We have prepared a series of a tailor‐made molecules that recognize and cleave DNA at apurinic sites in vitro . These molecules incorporate in their structure different units designed for specific function: an intercalator for DNA binding, an nucleic base for abasic site recognition and a linking chain of variable length and nature (including amino and/or amido functions). The cleavage efficiency of the molecules can be modulated by varying successively the nature of the intercalating agent, the nucleic base and the chain. All molecules bind to native calf thymus DNA with binding constants ranging from 10 4 to 10 6 M −1 . Their cleavage activity was determined on plasmid DNA (pBR 322) containing 1.8 AP‐sites per DNA‐molecule.

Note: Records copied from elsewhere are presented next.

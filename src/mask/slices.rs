use std::fmt;
use std::ops::Range;

/// One contiguous run of `true` records, the half-open interval `[start, stop)`.
#[derive(Debug, Clone, Copy, PartialEq, Eq, PartialOrd, Ord, Hash)]
pub struct Part {
    pub start: usize,
    pub stop: usize,
}

impl Part {
    pub fn new(start: usize, stop: usize) -> Self {
        Self { start, stop }
    }

    /// Number of records covered.
    pub fn len(&self) -> usize {
        self.stop - self.start
    }

    pub fn is_empty(&self) -> bool {
        self.stop <= self.start
    }

    pub fn range(&self) -> Range<usize> {
        self.start..self.stop
    }
}

impl fmt::Display for Part {
    fn fmt(&self, f: &mut fmt::Formatter<'_>) -> fmt::Result {
        write!(f, "[{}, {})", self.start, self.stop)
    }
}

impl From<Part> for Range<usize> {
    fn from(part: Part) -> Self {
        part.range()
    }
}

/// Return the runs of `true` in `mask`, in ascending order.
///
/// A run still open at the end of the input closes at `mask.len()`.
pub fn slices(mask: &[bool]) -> Vec<Part> {
    let mut parts = Vec::new();
    let mut open: Option<usize> = None;

    for (i, &b) in mask.iter().enumerate() {
        match (b, open) {
            (true, None) => open = Some(i),
            (false, Some(start)) => {
                parts.push(Part::new(start, i));
                open = None;
            }
            _ => {}
        }
    }
    if let Some(start) = open {
        parts.push(Part::new(start, mask.len()));
    }
    parts
}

The minimum requirements for cleavage are the presence of the three units, the intercalator, the nucleic base and at least one amino function in the chain. The most efficient molecules cleaved plasmid DNA at nanomolar concentrations. Enzymatic experiments on the termini generated after cleavage of AP‐DNA suggest a strand break induced by a β‐elimination reaction. In order to get insight into the mode of action (efficiency, selectivity, interaction), we have used synthetic oligonucleotides containing either a true abasic site at a determined position to analyse the cleavage parameters of the synthetic molecules by HPLC or a chemically stable along (tetrahydrofuran) of the abasic site for high field 1 H NMR spectrometry and footprinting experiments. All results are consistent with a β‐elimination mechanism in which each constituent of the molecule exerts a specific function as indicated in the scheme: DNA targeting, abasic site nucleases and can be used advantageously as substitutes for the natural enzyme for in vitro cleavage of AP‐sites containing DNA.